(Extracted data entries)
• • • • • • •

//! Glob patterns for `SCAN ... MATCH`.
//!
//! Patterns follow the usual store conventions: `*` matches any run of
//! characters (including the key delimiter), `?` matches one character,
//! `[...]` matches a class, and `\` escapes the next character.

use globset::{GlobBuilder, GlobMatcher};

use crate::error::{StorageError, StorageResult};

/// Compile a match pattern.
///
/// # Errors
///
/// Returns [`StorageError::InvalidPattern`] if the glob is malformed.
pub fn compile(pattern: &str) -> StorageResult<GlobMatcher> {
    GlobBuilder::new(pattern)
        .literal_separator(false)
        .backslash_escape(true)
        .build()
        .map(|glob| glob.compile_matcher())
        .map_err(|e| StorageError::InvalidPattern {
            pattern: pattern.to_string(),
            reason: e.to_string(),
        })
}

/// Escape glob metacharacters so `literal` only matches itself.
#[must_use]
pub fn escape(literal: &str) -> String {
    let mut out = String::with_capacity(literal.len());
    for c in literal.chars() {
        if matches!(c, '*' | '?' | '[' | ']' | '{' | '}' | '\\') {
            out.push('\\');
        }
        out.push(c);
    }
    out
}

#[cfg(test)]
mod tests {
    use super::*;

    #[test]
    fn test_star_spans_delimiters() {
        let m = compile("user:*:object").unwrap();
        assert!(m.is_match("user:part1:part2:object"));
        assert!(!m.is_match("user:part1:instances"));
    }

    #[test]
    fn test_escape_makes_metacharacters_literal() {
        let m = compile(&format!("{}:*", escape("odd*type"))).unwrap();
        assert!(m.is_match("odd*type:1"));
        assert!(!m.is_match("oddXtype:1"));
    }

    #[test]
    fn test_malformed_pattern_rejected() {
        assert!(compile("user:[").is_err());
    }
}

• • • • • • •

# Your assignment:
With both ends included, please retype exactly the lines from the line containing "only matches itself." to the final line of the data.

# Output for this task:
/// Escape glob metacharacters so `literal` only matches itself.
#[must_use]
pub fn escape(literal: &str) -> String {
    let mut out = String::with_capacity(literal.len());
    for c in literal.chars() {
        if matches!(c, '*' | '?' | '[' | ']' | '{' | '}' | '\\') {
            out.push('\\');
        }
        out.push(c);
    }
    out
}

#[cfg(test)]
mod tests {
    use super::*;

    #[test]
    fn test_star_spans_delimiters() {
        let m = compile("user:*:object").unwrap();
        assert!(m.is_match("user:part1:part2:object"));
        assert!(!m.is_match("user:part1:instances"));
    }

    #[test]
    fn test_escape_makes_metacharacters_literal() {
        let m = compile(&format!("{}:*", escape("odd*type"))).unwrap();
        assert!(m.is_match("odd*type:1"));
        assert!(!m.is_match("oddXtype:1"));
    }

    #[test]
    fn test_malformed_pattern_rejected() {
        assert!(compile("user:[").is_err());
    }
}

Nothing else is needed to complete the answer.